__RECORDED DATA__:
// Chart sampling

use crate::config::AnalysisConfig;
use crate::eval::evaluate;
use parser::ast::Expr;
use serde::Serialize;

#[derive(Debug, Clone, Copy, PartialEq, Serialize)]
pub struct Sample {
    pub x: f64,
    pub y: f64,
}

/// Window around the points of interest, or the default window when there are none
pub fn chart_window(points_of_interest: &[f64], config: &AnalysisConfig) -> (f64, f64) {
    let finite = points_of_interest.iter().copied().filter(|x| x.is_finite());
    let bounds = finite.fold(None, |acc: Option<(f64, f64)>, x| match acc {
        Some((lo, hi)) => Some((lo.min(x), hi.max(x))),
        None => Some((x, x)),
    });
    match bounds {
        Some((lo, hi)) => (lo - config.margin, hi + config.margin),
        None => config.default_window,
    }
}

/// Evenly spaced samples across the chart window.
///
/// `target_count` steps give `target_count + 1` candidate points; points where
/// evaluation fails, the value is non-finite or exceeds the cutoff are dropped.
pub fn sample(
    expr: &Expr,
    points_of_interest: &[f64],
    target_count: usize,
    config: &AnalysisConfig,
) -> Vec<Sample> {
    let (lo, hi) = chart_window(points_of_interest, config);
    let steps = target_count.max(1);
    let step = (hi - lo) / steps as f64;

    (0..=steps)
        .filter_map(|i| {
            let x = lo + i as f64 * step;
            let y = evaluate(expr, x, config.angle_mode).ok()?;
            (y.is_finite() && y.abs() <= config.y_cutoff).then_some(Sample { x, y })
        })
        .collect()
}
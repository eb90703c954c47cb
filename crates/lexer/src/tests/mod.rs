// Test module for lexer
//
// This module contains unit tests for the math expression lexer.
// Tests are organized by category to ensure complete coverage.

__YOUR TASK__:
Starting with the line that contains "let y = evaluate(expr, x, config.angle_mode).ok()?;", copy each line through the end of the data exactly, and leave out all earlier lines.

__WRITTEN ANSWER__:
            let y = evaluate(expr, x, config.angle_mode).ok()?;
            (y.is_finite() && y.abs() <= config.y_cutoff).then_some(Sample { x, y })
        })
        .collect()
}
repository eb90703c954c47cb
filename crates/lexer/src/tests/mod.rs
// Test module for lexer
//
// This module contains unit tests for the math expression lexer.
// Tests are organized by category to ensure complete coverage.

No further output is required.